Joseph stood at the bottom of the stairs and looked up­ward, waiting for her to reappear. He felt a desire to open his body for her inspection, so that she could see all the hidden things in him, even the things he did not know were there.

“That would be right,” he thought. “Then she would know the kind of man I am; and if she knew that she would be a part of me.”

She paused on the landing and smiled down on him. Over her shoulders she wore a long blue cape, and some of her hair was loose from its puff and caught in the nap of the blue wool. A rush of tenderness came over Joseph for the loose hairs. He laughed sharply. “Come quickly before the horses fade,” he said, “or the moment goes. Oh, of course I mean the polish Juanito put on the harness.”

He opened the door for her, and when they reached the buckboard he helped her to the rear seat before he untied the horses and fastened the ivory loops of their check reins. The horses danced a little, and Joseph was glad of that.

“Are you warm?” he asked.

“Yes, warm.”

The horses broke into a trot. Joseph saw how he could make a gesture with his arms and hands, that would sweep in and indicate and symbolize the ripe stars and the whole cup of the sky, the land, eddied with black trees, and the crested waves that were the mountains, an earth storm, frozen in the peak of its rushing, or stone breakers moving eastward with infinite slowness. Joseph wondered whether there were any words to say these things.
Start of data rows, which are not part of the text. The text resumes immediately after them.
//! HTTP client for the gateway API.

use crate::error::Error;
use crate::types::*;
use reqwest::{Client, RequestBuilder, StatusCode};
use serde_json::Value;
use std::time::Duration;
use url::Url;


/// Header carrying the caller's API key.
const API_KEY_HEADER: &str = "X-API-Key";

/// Client configuration.
#[derive(Debug, Clone)]
pub struct ClientConfig {
    /// Base URL of the API (e.g., "http://localhost:8080").
    pub base_url: String,
    /// Request timeout.
    pub timeout: Duration,
    /// API key sent with every request, if any.
    pub api_key: Option<String>,
}

impl Default for ClientConfig {
    fn default() -> Self {
        Self {
            base_url: "http://localhost:8080".to_string(),
            timeout: Duration::from_secs(30),
            api_key: None,
        }
    }
}

/// HTTP client for the Signal Gateway API.
#[derive(Debug, Clone)]
pub struct GatewayClient {
    client: Client,
    base_url: String,
    api_key: Option<String>,
}

impl GatewayClient {
    /// Creates a new client with the given configuration.
    ///
    /// # Errors
    /// Returns error if the base URL is invalid or the HTTP client cannot be built.
    pub fn new(config: ClientConfig) -> Result<Self, Error> {
        Url::parse(&config.base_url)?;
        let client = Client::builder().timeout(config.timeout).build()?;

        Ok(Self {
            client,
            base_url: config.base_url.trim_end_matches('/').to_string(),
            api_key: config.api_key,
        })
    }

    /// Creates a new client with default configuration.
    ///
    /// # Errors
    /// Returns error if the base URL is invalid or the HTTP client cannot be built.
    pub fn with_base_url(base_url: &str) -> Result<Self, Error> {
        Self::new(ClientConfig {
            base_url: base_url.to_string(),
            ..Default::default()
        })
    }

    /// Returns the base URL requests are sent to.
    #[must_use]
    pub fn base_url(&self) -> &str {
        &self.base_url
    }

    // ========================================================================
    // Health
    // ========================================================================

    /// Performs a health check.
    ///
    /// # Errors
    /// Returns error if the request fails.
    pub async fn health_check(&self) -> Result<HealthResponse, Error> {
        let url = format!("{}/health", self.base_url);
        let resp = self.send(self.client.get(&url)).await?;
        self.handle_response(resp).await
    }

    // ========================================================================
    // Signals
    // ========================================================================

    /// Submits a signal for asynchronous parsing.
    ///
    /// # Errors
    /// Returns error if the request fails, is rate limited, or the queue is full.
    pub async fn submit_signal(
        &self,
        payload: Value,
        task_id: Option<&str>,
    ) -> Result<SubmitSignalResponse, Error> {
        let url = format!("{}/api/v1/signals/parse", self.base_url);
        let request = SubmitSignalRequest {
            task_id: task_id.map(str::to_string),
            payload,
        };
        let resp = self.send(self.client.post(&url).json(&request)).await?;
        self.handle_response(resp).await
    }

    /// Gets the status of a parsing task.
    ///
    /// # Errors
    /// Returns [`Error::NotFound`] if the task is unknown or expired.
    pub async fn get_task(&self, task_id: &str) -> Result<TaskResult, Error> {
        if task_id.is_empty() {
            return Err(Error::InvalidRequest("task id must not be empty".to_string()));
        }
        let url = format!("{}/api/v1/signals/tasks/{}", self.base_url, task_id);
        let resp = self.send(self.client.get(&url)).await?;
        self.handle_response(resp).await
    }

    /// Polls a task until it completes or fails.
    ///
    /// # Errors
    /// Returns [`Error::Timeout`] if the task is still pending after `max_polls`.
    pub async fn wait_for_task(
        &self,
        task_id: &str,
        interval: Duration,
        max_polls: u32,
    ) -> Result<TaskResult, Error> {
        for _ in 0..max_polls {
            let result = self.get_task(task_id).await?;
            if result.status.is_terminal() {
                return Ok(result);
            }
            tokio::time::sleep(interval).await;
        }
        Err(Error::Timeout(task_id.to_string()))
    }

    /// Gets task processor statistics.
    ///
    /// # Errors
    /// Returns error if the request fails.
    pub async fn get_signal_stats(&self) -> Result<SignalStatsResponse, Error> {
        let url = format!("{}/api/v1/signals/stats", self.base_url);
        let resp = self.send(self.client.get(&url)).await?;
        self.handle_response(resp).await
    }

    // ========================================================================
    // Rate Limit Administration
    // ========================================================================

    /// Gets the active rate limit rules.
    ///
    /// # Errors
    /// Returns error if the request fails.
    pub async fn get_rate_limits(&self) -> Result<RateLimitRulesResponse, Error> {
        let url = format!("{}/api/v1/admin/rate-limits", self.base_url);
        let resp = self.send(self.client.get(&url)).await?;
        self.handle_response(resp).await
    }

    /// Replaces the rate limit route table.
    ///
    /// # Errors
    /// Returns error if the request fails or a rule is rejected.
    pub async fn replace_rate_limits(
        &self,
        request: &ReplaceRateLimitsRequest,
    ) -> Result<RateLimitRulesResponse, Error> {
        let url = format!("{}/api/v1/admin/rate-limits", self.base_url);
        let resp = self.send(self.client.put(&url).json(request)).await?;
        self.handle_response(resp).await
    }

    // ========================================================================
    // Helper Methods
    // ========================================================================

    async fn send(&self, builder: RequestBuilder) -> Result<reqwest::Response, Error> {
        let builder = match &self.api_key {
            Some(key) => builder.header(API_KEY_HEADER, key),
            None => builder,
        };
        Ok(builder.send().await?)
    }

    async fn handle_response<T: serde::de::DeserializeOwned>(
        &self,
        resp: reqwest::Response,
    ) -> Result<T, Error> {
        let status = resp.status();

        if status.is_success() {
            Ok(resp.json().await?)
        } else if status == StatusCode::NOT_FOUND {
            let text = resp.text().await.unwrap_or_default();
            Err(Error::NotFound(text))
        } else if status == StatusCode::TOO_MANY_REQUESTS {
            let header = retry_after_header(&resp);
            let text = resp.text().await.unwrap_or_default();
            let retry_after = header
                .or_else(|| retry_after_body(&text))
                .unwrap_or(1);
            Err(Error::RateLimited { retry_after })
        } else {
            let text = resp.text().await.unwrap_or_default();
            Err(Error::Api {
                status: status.as_u16(),
                message: text,
            })
        }
    }
}

fn retry_after_header(resp: &reqwest::Response) -> Option<u64> {
    resp.headers()
        .get(reqwest::header::RETRY_AFTER)?
        .to_str()
        .ok()?
        .trim()
        .parse()
        .ok()
}

fn retry_after_body(text: &str) -> Option<u64> {
    serde_json::from_str::<RateLimitErrorResponse>(text)
        .ok()
        .map(|body| body.retry_after)
}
He said, “I like the night. It’s more strong than day.”

From the first moment of her association with him, Elizabeth had been tensed to repel his attack upon her boundaried and fortified self, but now a strange and sudden thing had happened. Perhaps the tone, the rhythm, per­haps some personal implication in his words had done it, had swept her walls cleanly away. She touched his arm with her fingertips, and trembled with delight and drew away. Her throat tightened above her breathing. She thought, “He will hear me panting, like a horse. This is disgraceful,” and she laughed nervously under her breath, knowing she didn’t care. Those thoughts she had kept weak and pale and hidden in the recesses of her brain, just out of thinking vision, came out into the open, and she saw that they were not foul and loathsome like slugs, as she had always be­lieved, but somehow light and gay and holy. “If he should put his lips upon my breast I would be glad,” she thought. “The pressure of gladness in me would be more than I could stand. I would hold my breast to his lips with both hands.” She saw herself doing it and she knew how she would feel, pouring the hot fluid of herself toward his lips.